アラファルトはシエラを食い入る様に見つめているが、シエラはふふふ、と楽しそうに笑うばかり。
シエラの説明から、どうやら帰れない事は決定の様だ。
帰れない、もう村に?
窮屈だと思った事もあるけど、山の散歩は嫌いじゃない。堅焼きパンにイルーシャのシチュー。親の居ない私の為にいつも沢山作ってくれるのだ。それも食べれないの?
これから川を登ってくる魚の塩焼きだって大好物だ。食べ物の事ばかり浮かんでくるが、村の中で好きな物が後から後から思い出されて止まらない。
親代わりのダンにも弟みたいなサジにも何も言ってこれなかった。友達にも。
両親のお墓は?花も添える事ができなくなるのだろうか?
目の前ではアラファルトが何やら興奮気味に話し続けているが、頭に全く入ってこない。
帰れない現実が、懐かしい思い出の前に打ち立てられて只々呆然としてしまう。
周りの声に反応もなくぼんやりしてしまったサウラをルーシウスは見つめる。
ルーシウスは自分にこんな事が起こり得るなど、もう望む事すら諦めていたのに。
何という僥倖であろうか。自身に起きた事に未だ信じられないでもいる。
サウラには申し訳ないが、サウラを手放す事は不可能に近い。
ルーシウスに取ってそれは、自らの半身をもぎ取られらる様なものだ。
表情無く、未だ混乱していると思われる彼女には、謝罪を受け入れてもらうことから始めなければ。
許されるとは限らないが、焦りは禁物だ。
「皆には心配をかけた、しかし、今日はここまでとしよう。」
早朝より始まった召喚劇も一次閉幕の声がかかる。国事に関わる騒動で、関わった者の疲労も濃いだろう。
良く休んでおく様にとの事だった。
ルーシウスから休む様に言われ、此方でお休みください、と侍女に連れて来られた部屋は、目を見張る物だった。最早部屋とは言わないのでは?
広さだけでも村の自宅よりも広いのだ。
クリームと白色を基調とした、明るく柔らかい印象を与える部屋は、掃除が行き届いており、床に敷かれている薔薇の模様が織り込まれたベージュの絨毯には染みの一つもない。
バスルームもトイレも部屋に劣らず。
入浴する際には色んな物があり過ぎて、何を使ったら良いかも分からなかった。
手伝おうとする侍女を押し留めて、体を洗う石鹸のみ教えてもらい、ピカピカツルツルするバスタブへと浸かる。
夢でもこんな豪華なものは見たことない。村にあった絵本のお伽話の中にもこんな素敵な内装は書かれていなかった。
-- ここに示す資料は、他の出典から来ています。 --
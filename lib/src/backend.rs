// Copyright 2025 The Strata Authors
//
// Licensed under the Apache License, Version 2.0 (the "License");
// you may not use this file except in compliance with the License.
// You may obtain a copy of the License at
//
// https://www.apache.org/licenses/LICENSE-2.0
//
// Unless required by applicable law or agreed to in writing, software
// distributed under the License is distributed on an "AS IS" BASIS,
// WITHOUT WARRANTIES OR CONDITIONS OF ANY KIND, either express or implied.
// See the License for the specific language governing permissions and
// limitations under the License.

#![expect(missing_docs)]

use std::collections::BTreeMap;
use std::fmt::Debug;

use chrono::DateTime;
use chrono::Utc;
use rand::RngCore as _;
use serde::Deserialize;
use serde::Serialize;
use thiserror::Error;

use crate::object_id::ObjectId;
use crate::object_id::id_type;
use crate::repo_path::RepoPathBuf;

pub const CHANGE_ID_LENGTH: usize = 16;
pub const COMMIT_ID_LENGTH: usize = 20;

id_type!(
    /// Stable identifier of a change. 128 random bits, never rewritten.
    pub ChangeId
);
id_type!(
    /// Identifier of the commit object realized from a change's current
    /// state. Regenerated whenever the change's content changes.
    pub CommitId
);
id_type!(
    /// Content address of a change's file tree.
    pub TreeId
);

impl ChangeId {
    /// Generates a fresh random change id.
    pub fn generate() -> Self {
        let mut bytes = vec![0; CHANGE_ID_LENGTH];
        rand::rng().fill_bytes(&mut bytes);
        Self::new(bytes)
    }
}

impl CommitId {
    /// The sentinel id of a change that has never been realized as a commit.
    pub fn zero() -> Self {
        Self::new(vec![0; COMMIT_ID_LENGTH])
    }

    pub fn is_zero(&self) -> bool {
        self.as_bytes().iter().all(|&b| b == 0)
    }
}

impl TreeId {
    /// The content address of an empty file tree.
    pub fn empty() -> Self {
        Self::new(vec![0; COMMIT_ID_LENGTH])
    }
}

#[derive(Clone, Debug, Deserialize, Eq, PartialEq, Serialize)]
pub struct Signature {
    pub name: String,
    pub email: String,
    pub timestamp: DateTime<Utc>,
}

/// Mapping from repo path to file contents, the materialized view of a
/// change's tree.
pub type FileMap = BTreeMap<RepoPathBuf, Vec<u8>>;

/// Serde adapter for `FileMap` values; contents are hex strings on disk.
pub mod serde_file_map {
    use std::collections::BTreeMap;

    use serde::Deserialize as _;
    use serde::Deserializer;
    use serde::Serialize as _;
    use serde::Serializer;
    use serde::de::Error as _;

    use super::FileMap;
    use crate::hex_util;
    use crate::repo_path::RepoPathBuf;

    pub fn serialize<S: Serializer>(map: &FileMap, serializer: S) -> Result<S::Ok, S::Error> {
        let encoded: BTreeMap<&RepoPathBuf, String> = map
            .iter()
            .map(|(path, content)| (path, hex_util::encode_hex(content)))
            .collect();
        encoded.serialize(serializer)
    }

    pub fn deserialize<'de, D: Deserializer<'de>>(deserializer: D) -> Result<FileMap, D::Error> {
        let encoded = BTreeMap::<RepoPathBuf, String>::deserialize(deserializer)?;
        encoded
            .into_iter()
            .map(|(path, hex)| {
                let content = hex_util::decode_hex(&hex)
                    .ok_or_else(|| D::Error::custom(format!("invalid hex content for {path}")))?;
                Ok((path, content))
            })
            .collect()
    }

    /// `Option<FileMap>` flavor of the adapter.
    pub mod opt {
        use serde::Deserialize as _;
        use serde::Deserializer;
        use serde::Serialize as _;
        use serde::Serializer;

        use super::super::FileMap;

        #[derive(serde::Serialize, serde::Deserialize)]
        #[serde(transparent)]
        struct Wrapper(#[serde(with = "super")] FileMap);

        pub fn serialize<S: Serializer>(
            map: &Option<FileMap>,
            serializer: S,
        ) -> Result<S::Ok, S::Error> {
            map.clone().map(Wrapper).serialize(serializer)
        }

        pub fn deserialize<'de, D: Deserializer<'de>>(
            deserializer: D,
        ) -> Result<Option<FileMap>, D::Error> {
            Ok(Option::<Wrapper>::deserialize(deserializer)?.map(|Wrapper(map)| map))
        }
    }
}

/// The central entity: a conceptual edit with a stable identity.
///
/// The `id` never changes after creation; `commit_id` is regenerated at sync
/// time whenever the content (tree, description, signatures, or parents)
/// changes. `file_snapshot`, when present, is the materialized view of the
/// change's tree at the moment it was described, and the sole source of truth
/// for reconstructing file contents in the absence of a backend.
#[derive(Clone, Debug, Deserialize, Eq, PartialEq, Serialize)]
#[serde(rename_all = "camelCase")]
pub struct Change {
    pub id: ChangeId,
    pub commit_id: CommitId,
    pub parents: Vec<ChangeId>,
    pub tree: TreeId,
    pub author: Signature,
    pub committer: Signature,
    pub description: String,
    pub timestamp: DateTime<Utc>,
    #[serde(
        default,
        skip_serializing_if = "Option::is_none",
        with = "serde_file_map::opt"
    )]
    pub file_snapshot: Option<FileMap>,
    #[serde(default, skip_serializing_if = "std::ops::Not::not")]
    pub abandoned: bool,
}

impl Change {
    pub fn is_root(&self) -> bool {
        self.parents.is_empty()
    }

    /// The file map this change materializes: its snapshot if it has one,
    /// otherwise empty.
    pub fn materialized_files(&self) -> FileMap {
        self.file_snapshot.clone().unwrap_or_default()
    }
}

/// Creates the root change of a new repository: no parents, zero commit id,
/// empty tree, anonymous signatures.
pub fn make_root_change(timestamp: DateTime<Utc>) -> Change {
    let anonymous = Signature {
        name: String::new(),
        email: String::new(),
        timestamp,
    };
    Change {
        id: ChangeId::generate(),
        commit_id: CommitId::zero(),
        parents: vec![],
        tree: TreeId::empty(),
        author: anonymous.clone(),
        committer: anonymous,
        description: String::new(),
        timestamp,
        file_snapshot: None,
        abandoned: false,
    }
}

#[derive(Debug, Error)]
pub enum BackendError {
    #[error("Object {hash} of type {object_type} not found")]
    ObjectNotFound {
        object_type: String,
        hash: String,
        source: Box<dyn std::error::Error + Send + Sync>,
    },
    #[error("Could not write object of type {object_type}")]
    WriteObject {
        object_type: &'static str,
        source: Box<dyn std::error::Error + Send + Sync>,
    },
    #[error("Unsupported backend operation: {0}")]
    Unsupported(String),
    #[error(transparent)]
    Other(Box<dyn std::error::Error + Send + Sync>),
}

pub type BackendResult<T> = Result<T, BackendError>;

/// Commit data handed to the backend for realization.
#[derive(Clone, Debug, Eq, PartialEq)]
pub struct BackendCommit {
    pub message: String,
    pub author: Signature,
    pub committer: Signature,
    pub parents: Vec<CommitId>,
}

/// A ref in the underlying commit store.
#[derive(Clone, Debug, Eq, PartialEq)]
pub struct BackendRef {
    pub name: String,
    pub oid: CommitId,
}

#[derive(Clone, Debug, Default)]
pub struct FetchOptions {
    pub remote: Option<String>,
    pub refs: Vec<String>,
}

#[derive(Clone, Debug, Default)]
pub struct PushOptions {
    pub remote: Option<String>,
    pub refs: Vec<String>,
    pub force: bool,
}

#[derive(Clone, Debug, Default)]
pub struct CloneOptions {
    pub url: String,
    pub depth: Option<u32>,
}

/// The underlying commit-object store.
///
/// The engine never creates commit objects itself; the sync middleware calls
/// into this trait. Implementations live outside the engine (a test
/// implementation ships in `testutils`). All methods may suspend; per the
/// scheduling model this is the only boundary besides stores and merge
/// drivers where that happens.
pub trait CommitBackend: Debug {
    fn name(&self) -> &str;

    fn init(&self, default_branch: &str) -> BackendResult<()>;

    /// Makes the current working tree visible to the backend before commits
    /// are synthesized.
    fn stage_all(&self) -> BackendResult<()>;

    /// Synthesizes a commit object and returns its id.
    fn create_commit(&self, commit: &BackendCommit) -> BackendResult<CommitId>;

    fn list_refs(&self, prefix: &str) -> BackendResult<Vec<BackendRef>>;

    fn update_ref(&self, name: &str, oid: &CommitId) -> BackendResult<()>;

    fn fetch(&self, options: &FetchOptions) -> BackendResult<()>;

    fn push(&self, options: &PushOptions) -> BackendResult<()>;

    fn clone_repo(&self, options: &CloneOptions) -> BackendResult<()>;
}

#[cfg(test)]
mod tests {
    use super::*;
    use crate::object_id::ObjectId as _;

    fn signature() -> Signature {
        Signature {
            name: "Someone".to_string(),
            email: "someone@example.com".to_string(),
            timestamp: DateTime::UNIX_EPOCH,
        }
    }

    #[test]
    fn test_change_id_generate() {
        let a = ChangeId::generate();
        let b = ChangeId::generate();
        assert_eq!(a.as_bytes().len(), CHANGE_ID_LENGTH);
        assert_eq!(a.hex().len(), 32);
        assert_ne!(a, b);
    }

    #[test]
    fn test_zero_commit_id() {
        assert!(CommitId::zero().is_zero());
        assert!(!CommitId::from_hex("01").is_zero());
        assert_eq!(CommitId::zero().hex().len(), 40);
    }

    #[test]
    fn test_root_change() {
        let root = make_root_change(DateTime::UNIX_EPOCH);
        assert!(root.is_root());
        assert!(root.commit_id.is_zero());
        assert!(root.author.email.is_empty());
        assert_eq!(root.materialized_files(), FileMap::new());
    }

    #[test]
    fn test_change_json_roundtrip() {
        let mut change = make_root_change(DateTime::UNIX_EPOCH);
        change.author = signature();
        change.description = "hello".to_string();
        change.file_snapshot = Some(FileMap::from([(
            crate::repo_path::RepoPathBuf::from_internal_string("a/b.txt").unwrap(),
            b"\x00\x01binary".to_vec(),
        )]));
        let json = serde_json::to_string(&change).unwrap();
        // Contents are stored as hex strings, ids as hex.
        assert!(json.contains(&change.id.hex()));
        assert!(json.contains("000162696e617279"));
        let parsed: Change = serde_json::from_str(&json).unwrap();
        assert_eq!(parsed, change);
    }

    #[test]
    fn test_abandoned_field_omitted_when_false() {
        let change = make_root_change(DateTime::UNIX_EPOCH);
        let json = serde_json::to_string(&change).unwrap();
        assert!(!json.contains("abandoned"));
    }
}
何ならバスルーム位の広さの家でも問題なく住むことが出来るサウラである。最早お土産話体験を通り越して、身の置き場が無いほどの場違い感しか感じない。
帰れない事へショックを受けていたはずなのに、凄いものを見せられて一気に現実に戻されてしまう。
それよりも、侍女ってすごい。きっと高貴な方にお仕えする人達だろうに、お辞儀の仕方もわからない様な山奥育ちに向かって「姫様」って呼びかけてくる。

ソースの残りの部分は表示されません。